WORK TO BE COMPLETED
Copy each line of the entries beneath that contains the word "desired".

[Dataset entries]
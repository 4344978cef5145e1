//! Error kinds shared by every stage.

use std::fmt;

use serde::{Deserialize, Serialize};
use thiserror::Error;

/// What kind of entity a [`RouteError::NotRegistered`] or
/// [`RouteError::AlreadyRegistered`] refers to.
#[derive(Debug, Clone, Copy, PartialEq, Eq, Serialize, Deserialize)]
#[serde(rename_all = "lowercase")]
pub enum EntityKind {
    Platform,
    Client,
    Device,
    Subscription,
    Bridge,
}

impl fmt::Display for EntityKind {
    fn fmt(&self, f: &mut fmt::Formatter<'_>) -> fmt::Result {
        match self {
            EntityKind::Platform => write!(f, "platform"),
            EntityKind::Client => write!(f, "client"),
            EntityKind::Device => write!(f, "device"),
            EntityKind::Subscription => write!(f, "subscription"),
            EntityKind::Bridge => write!(f, "bridge"),
        }
    }
}

/// Closed set of failures a routing stage can produce.
///
/// Collaborator-specific errors (registry, translation service, bridges)
/// convert into [`RouteError::Middleware`] unless they map onto one of the
/// registration kinds.
#[derive(Error, Debug, Clone, PartialEq, Eq, Serialize, Deserialize)]
pub enum RouteError {
    #[error("message has no conversation id")]
    MissingConversationId,

    #[error("{kind} '{id}' is not registered")]
    NotRegistered { kind: EntityKind, id: String },

    #[error("{kind} '{id}' is already registered")]
    AlreadyRegistered { kind: EntityKind, id: String },

    #[error("unsupported message type {0}")]
    UnsupportedMessageType(String),

    #[error("middleware error: {0}")]
    Middleware(String),

    #[error("transport error: {0}")]
    Transport(String),
}

impl RouteError {
    pub fn not_registered(kind: EntityKind, id: impl Into<String>) -> Self {
        RouteError::NotRegistered { kind, id: id.into() }
    }

    pub fn already_registered(kind: EntityKind, id: impl Into<String>) -> Self {
        RouteError::AlreadyRegistered { kind, id: id.into() }
    }
}

impl From<serde_json::Error> for RouteError {
    fn from(e: serde_json::Error) -> Self {
        RouteError::Middleware(format!("malformed payload: {e}"))
    }
}

/// Numeric error catalogue attached to every error envelope.
///
/// | Code | Name |
/// |---|---|
/// | 1 | `NO_CONFIG` |
/// | 2 | `NO_CONFIG_PROPERTY` |
/// | 4 | `CONTEXT_EXCEPTION` |
/// | 5 | `UNSUPPORTED_ACTION_EXCEPTION` |
/// | 6 | `ILLEGAL_ACTION_EXCEPTION` |
/// | 7 | `UNKNOWN_ACTION_EXCEPTION` |
/// | 8 | `CANNOT_CREATE_COMPONENT` |
/// | 9 | `CANNOT_DESTROY_COMPONENT` |
/// | 10 | `CANNOT_PUBLISH_MESSAGE_UPSTREAM` |
/// | 11 | `CANNOT_PUBLISH_MESSAGE_DOWNSTREAM` |
/// | 12 | `CANNOT_PUBLISH_MESSAGE_TO_SERVICES` |
/// | 13 | `PLATFORMID_URI_NOT_VALID` |
/// | 14 | `ERROR_HANDLING_RECEIVED_MESSAGE` |
#[derive(Debug, Clone, Copy, PartialEq, Eq, Hash, Serialize, Deserialize)]
#[serde(rename_all = "SCREAMING_SNAKE_CASE")]
pub enum ErrorCode {
    NoConfig,
    NoConfigProperty,
    ContextException,
    UnsupportedActionException,
    IllegalActionException,
    UnknownActionException,
    CannotCreateComponent,
    CannotDestroyComponent,
    CannotPublishMessageUpstream,
    CannotPublishMessageDownstream,
    CannotPublishMessageToServices,
    #[serde(rename = "PLATFORMID_URI_NOT_VALID")]
    PlatformIdUriNotValid,
    ErrorHandlingReceivedMessage,
}

impl ErrorCode {
    pub fn code(self) -> u32 {
        match self {
            ErrorCode::NoConfig => 1,
            ErrorCode::NoConfigProperty => 2,
            ErrorCode::ContextException => 4,
            ErrorCode::UnsupportedActionException => 5,
            ErrorCode::IllegalActionException => 6,
            ErrorCode::UnknownActionException => 7,
            ErrorCode::CannotCreateComponent => 8,
            ErrorCode::CannotDestroyComponent => 9,
            ErrorCode::CannotPublishMessageUpstream => 10,
            ErrorCode::CannotPublishMessageDownstream => 11,
            ErrorCode::CannotPublishMessageToServices => 12,
            ErrorCode::PlatformIdUriNotValid => 13,
            ErrorCode::ErrorHandlingReceivedMessage => 14,
        }
    }

    pub fn name(self) -> &'static str {
        match self {
            ErrorCode::NoConfig => "NO_CONFIG",
            ErrorCode::NoConfigProperty => "NO_CONFIG_PROPERTY",
            ErrorCode::ContextException => "CONTEXT_EXCEPTION",
            ErrorCode::UnsupportedActionException => "UNSUPPORTED_ACTION_EXCEPTION",
            ErrorCode::IllegalActionException => "ILLEGAL_ACTION_EXCEPTION",
            ErrorCode::UnknownActionException => "UNKNOWN_ACTION_EXCEPTION",
            ErrorCode::CannotCreateComponent => "CANNOT_CREATE_COMPONENT",
            ErrorCode::CannotDestroyComponent => "CANNOT_DESTROY_COMPONENT",
            ErrorCode::CannotPublishMessageUpstream => "CANNOT_PUBLISH_MESSAGE_UPSTREAM",
            ErrorCode::CannotPublishMessageDownstream => "CANNOT_PUBLISH_MESSAGE_DOWNSTREAM",
            ErrorCode::CannotPublishMessageToServices => "CANNOT_PUBLISH_MESSAGE_TO_SERVICES",
            ErrorCode::PlatformIdUriNotValid => "PLATFORMID_URI_NOT_VALID",
            ErrorCode::ErrorHandlingReceivedMessage => "ERROR_HANDLING_RECEIVED_MESSAGE",
        }
    }

    pub fn description(self) -> &'static str {
        match self {
            ErrorCode::NoConfig => "No configuration registered",
            ErrorCode::NoConfigProperty => "A mandatory configuration property is missing",
            ErrorCode::ContextException => "There is an error while creating the context",
            ErrorCode::UnsupportedActionException => {
                "The requested action is legal but currently not supported"
            }
            ErrorCode::IllegalActionException => {
                "The requested action is not legal for the component addressed"
            }
            ErrorCode::UnknownActionException => {
                "The action requested is labelled as unknown and thus is not processable by the component"
            }
            ErrorCode::CannotCreateComponent => "Cannot create the desired component",
            ErrorCode::CannotDestroyComponent => "Cannot destroy the desired component",
            ErrorCode::CannotPublishMessageUpstream => {
                "Cannot publish the message to the desired component going upstream"
            }
            ErrorCode::CannotPublishMessageDownstream => {
                "Cannot publish the message to the desired component going downstream"
            }
            ErrorCode::CannotPublishMessageToServices => "Cannot publish the message to services",
            ErrorCode::PlatformIdUriNotValid => "The platform identifier is not a valid URI",
            ErrorCode::ErrorHandlingReceivedMessage => "Error while handling received message",
        }
    }
}

impl fmt::Display for ErrorCode {
    fn fmt(&self, f: &mut fmt::Formatter<'_>) -> fmt::Result {
        write!(f, "{} ({})", self.name(), self.code())
    }
}
//! `intermesh-gateway` – The client-facing routing stage.
//!
//! Clients talk to the middleware through [`ClientGateway`]: requests go
//! downstream on `arm_prm`, and everything coming back on `prm_arm` is
//! matched to the client that opened the conversation.
//!
//! # Modules
//!
//! - [`gateway`] – [`ClientGateway`]: correlation tables, downstream
//!   publishing, the upstream listener, subscription helpers and startup
//!   restore from the registry.
//! - [`callback`] – [`ApiCallback`] and its two implementations:
//!   [`PullCallback`] (bounded queue drained by the client) and
//!   [`PushCallback`] (HTTP POST worker with unbounded retry).
//! - [`response`] – JSON and JSON-LD serialization of delivered envelopes.
//! - [`query_cache`] – [`QueryCache`], the TTL map holding QUERY responses
//!   for synchronous callers.

pub mod callback;
pub mod gateway;
pub mod query_cache;
pub mod response;

pub use callback::{ApiCallback, DeliveryError, PullCallback, PushCallback, PushSettings};
pub use gateway::{ClientGateway, GatewayConfig};
pub use query_cache::QueryCache;
pub use response::serialize_response;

RESULT OF THE TASK
            ErrorCode::CannotCreateComponent => "Cannot create the desired component",
            ErrorCode::CannotDestroyComponent => "Cannot destroy the desired component",
                "Cannot publish the message to the desired component going upstream"
                "Cannot publish the message to the desired component going downstream"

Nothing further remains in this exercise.